Is Nasal Airway Size a Marker for Susceptibility toward Clefting?

Abstract

Johnston and Hunter (1989) reported that in monozygotic twins discordant for cleft lip +/- palate, the noncleft twins demonstrated what appeared to be a bimodal distribution of nasal cavity width. Two thirds showed reduced airway size and one third showed normal or slightly greater airway size. They suggested that the two-thirds group may represent reduced size of the medial nasal prominences and the other may represent underdevelopment of the maxillary prominence. We were particularly interested in the findings because the difference in distribution may represent differences in pathogenesis and therefore have etiologic significance.

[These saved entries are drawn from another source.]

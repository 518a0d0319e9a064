//! The resolved tag environment driving one render call.
//!
//! The original form of this system mutated a shared key→value dictionary in
//! place while rendering (derived case variants, computed results folded in),
//! which made a tag map unsafe to reuse across calls. [`TagEnvironment`]
//! reframes that as an explicit builder: enrichment steps take `&self` and
//! return a *new* environment, so a base environment can be shared freely and
//! each render call works on its own value.

use std::collections::HashMap;

use super::file::TemplateFile;

/// Suffix marker deriving a lower-cased variant of a string tag.
pub const LOWER_SUFFIX: &str = "__lower";
/// Suffix marker deriving an upper-cased variant of a string tag.
pub const UPPER_SUFFIX: &str = "__upper";

/// A tag value of mixed kind.
///
/// Strings drive substitution, bools drive directive blocks and file
/// exclusion, numbers only exist for computed-tag expressions (e.g. a port
/// number compared against a literal).
#[derive(Debug, Clone, PartialEq)]
pub enum TagValue {
    Str(String),
    Bool(bool),
    Num(f64),
}

impl TagValue {
    pub fn as_str(&self) -> Option<&str> {
        match self {
            Self::Str(s) => Some(s),
            _ => None,
        }
    }

    pub fn as_bool(&self) -> Option<bool> {
        match self {
            Self::Bool(b) => Some(*b),
            _ => None,
        }
    }
}

impl From<&str> for TagValue {
    fn from(s: &str) -> Self {
        Self::Str(s.to_owned())
    }
}

impl From<String> for TagValue {
    fn from(s: String) -> Self {
        Self::Str(s)
    }
}

impl From<bool> for TagValue {
    fn from(b: bool) -> Self {
        Self::Bool(b)
    }
}

impl From<f64> for TagValue {
    fn from(n: f64) -> Self {
        Self::Num(n)
    }
}

/// Mapping from tag key to resolved value.
///
/// Map semantics: keys are unique, last write wins when merging. A given
/// environment instance belongs to one render/evaluate call at a time;
/// distinct calls with distinct environments are fully independent.
#[derive(Debug, Clone, Default, PartialEq)]
pub struct TagEnvironment {
    values: HashMap<String, TagValue>,
}

impl TagEnvironment {
    pub fn new() -> Self {
        Self::default()
    }

    pub fn insert(&mut self, key: impl Into<String>, value: TagValue) {
        self.values.insert(key.into(), value);
    }

    /// Fluent variant of [`insert`](Self::insert) for builder chains.
    #[must_use]
    pub fn with(mut self, key: impl Into<String>, value: TagValue) -> Self {
        self.insert(key, value);
        self
    }

    /// Merge `other` over `self`; `other` wins on key collisions.
    #[must_use]
    pub fn merged(mut self, other: &TagEnvironment) -> Self {
        for (key, value) in &other.values {
            self.values.insert(key.clone(), value.clone());
        }
        self
    }

    pub fn get(&self, key: &str) -> Option<&TagValue> {
        self.values.get(key)
    }

    pub fn contains_key(&self, key: &str) -> bool {
        self.values.contains_key(key)
    }

    /// Truth value of a boolean tag; an absent or non-bool entry is `false`.
    pub fn truth(&self, key: &str) -> bool {
        self.get(key).and_then(TagValue::as_bool).unwrap_or(false)
    }

    pub fn iter(&self) -> impl Iterator<Item = (&str, &TagValue)> {
        self.values.iter().map(|(k, v)| (k.as_str(), v))
    }

    /// All string-valued entries.
    pub fn string_tags(&self) -> impl Iterator<Item = (&str, &str)> {
        self.values
            .iter()
            .filter_map(|(k, v)| v.as_str().map(|s| (k.as_str(), s)))
    }

    /// All bool-valued entries.
    pub fn bool_tags(&self) -> impl Iterator<Item = (&str, bool)> {
        self.values
            .iter()
            .filter_map(|(k, v)| v.as_bool().map(|b| (k.as_str(), b)))
    }

    /// Keys and truth values of all bool entries, as a plain map. Used by the
    /// resolver's exclusion-pattern accumulator.
    pub fn bool_map(&self) -> HashMap<String, bool> {
        self.bool_tags().map(|(k, b)| (k.to_owned(), b)).collect()
    }

    pub fn len(&self) -> usize {
        self.values.len()
    }

    pub fn is_empty(&self) -> bool {
        self.values.is_empty()
    }

    /// Enrichment step: synthesize case-variant entries for every string tag
    /// whose `key__lower` / `key__upper` marker appears in any file name or
    /// content. Returns a new environment; `self` is untouched.
    ///
    /// The marker must follow the key immediately, so a template writes
    /// `projectName__lower` to get the lower-cased project name next to the
    /// original spelling.
    #[must_use]
    pub fn with_case_variants(&self, files: &[TemplateFile]) -> Self {
        let mut enriched = self.clone();

        for (key, value) in self.string_tags() {
            let lower_marker = format!("{key}{LOWER_SUFFIX}");
            let upper_marker = format!("{key}{UPPER_SUFFIX}");

            let lower_used = files
                .iter()
                .any(|f| f.name.contains(&lower_marker) || f.content.contains(&lower_marker));
            let upper_used = files
                .iter()
                .any(|f| f.name.contains(&upper_marker) || f.content.contains(&upper_marker));

            if lower_used {
                enriched.insert(lower_marker, TagValue::Str(value.to_lowercase()));
            }
            if upper_used {
                enriched.insert(upper_marker, TagValue::Str(value.to_uppercase()));
            }
        }

        enriched
    }
}

impl FromIterator<(String, TagValue)> for TagEnvironment {
    fn from_iter<I: IntoIterator<Item = (String, TagValue)>>(iter: I) -> Self {
        Self {
            values: iter.into_iter().collect(),
        }
    }
}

With this in mind we assessed nasal cross-sectional areas in 37 subjects with cleft lip or cleft lip +/- palate using the pressure-flow technique during breathing. A group of 72 noncleft individuals served as controls. As expected, the data revealed that subjects with clefts had a significantly reduced nasal airway (p = .0001). More important, the distribution of nasal airway size in the cleft group was similar to that reported by Johnston and Hunter (1989). This comparability suggests that it may be possible to assign most cleft lip +/- palate patients to a particular group. Since heredity may differ among the two groups (Chung et al., 1986), we may have a simple technique to assess the risk of occurrence for cleft lip +/- palate.